THE PROBLEM: Look through the records below, count the lines with the word "layout", and reply with only the number.

GIVEN DATA:
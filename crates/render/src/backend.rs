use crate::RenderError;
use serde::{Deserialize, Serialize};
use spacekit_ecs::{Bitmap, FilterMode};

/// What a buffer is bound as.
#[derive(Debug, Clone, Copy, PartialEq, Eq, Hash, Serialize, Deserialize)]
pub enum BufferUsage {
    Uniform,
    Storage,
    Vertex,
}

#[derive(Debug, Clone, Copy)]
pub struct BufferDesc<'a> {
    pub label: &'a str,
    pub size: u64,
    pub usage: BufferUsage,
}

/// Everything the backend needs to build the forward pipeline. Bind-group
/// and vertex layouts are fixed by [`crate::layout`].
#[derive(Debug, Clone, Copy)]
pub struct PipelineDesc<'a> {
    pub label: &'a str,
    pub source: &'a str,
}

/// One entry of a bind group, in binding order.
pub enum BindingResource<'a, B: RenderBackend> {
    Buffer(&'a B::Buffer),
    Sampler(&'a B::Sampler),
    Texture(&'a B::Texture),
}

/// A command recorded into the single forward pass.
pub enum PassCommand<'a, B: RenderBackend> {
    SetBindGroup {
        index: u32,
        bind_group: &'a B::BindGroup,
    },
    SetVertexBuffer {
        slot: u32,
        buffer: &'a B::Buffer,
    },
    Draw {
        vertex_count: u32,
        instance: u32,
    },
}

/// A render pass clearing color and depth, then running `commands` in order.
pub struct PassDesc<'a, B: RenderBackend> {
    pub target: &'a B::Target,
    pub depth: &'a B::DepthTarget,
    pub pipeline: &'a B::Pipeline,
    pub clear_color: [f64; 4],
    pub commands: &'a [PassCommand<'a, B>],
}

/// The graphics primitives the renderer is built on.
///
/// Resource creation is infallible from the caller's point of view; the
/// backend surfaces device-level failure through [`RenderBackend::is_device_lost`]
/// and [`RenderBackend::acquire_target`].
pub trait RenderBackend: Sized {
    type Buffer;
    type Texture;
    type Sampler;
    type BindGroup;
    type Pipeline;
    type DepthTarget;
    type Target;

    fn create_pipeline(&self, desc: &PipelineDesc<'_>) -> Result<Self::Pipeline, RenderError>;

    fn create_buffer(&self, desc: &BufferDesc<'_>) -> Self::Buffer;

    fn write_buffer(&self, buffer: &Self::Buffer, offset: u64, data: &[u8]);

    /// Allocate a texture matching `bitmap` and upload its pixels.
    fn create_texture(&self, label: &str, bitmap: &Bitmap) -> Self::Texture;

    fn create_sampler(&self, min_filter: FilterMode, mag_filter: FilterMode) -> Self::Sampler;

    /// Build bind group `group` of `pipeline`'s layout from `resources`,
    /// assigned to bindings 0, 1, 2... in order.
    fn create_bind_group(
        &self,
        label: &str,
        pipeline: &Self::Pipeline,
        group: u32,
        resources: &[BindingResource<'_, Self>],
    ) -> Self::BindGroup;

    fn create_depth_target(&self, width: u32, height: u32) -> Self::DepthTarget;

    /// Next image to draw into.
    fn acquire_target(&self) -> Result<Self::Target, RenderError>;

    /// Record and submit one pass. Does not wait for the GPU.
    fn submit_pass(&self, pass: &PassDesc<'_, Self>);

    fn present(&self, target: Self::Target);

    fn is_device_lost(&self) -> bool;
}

ANSWER SPACE: 2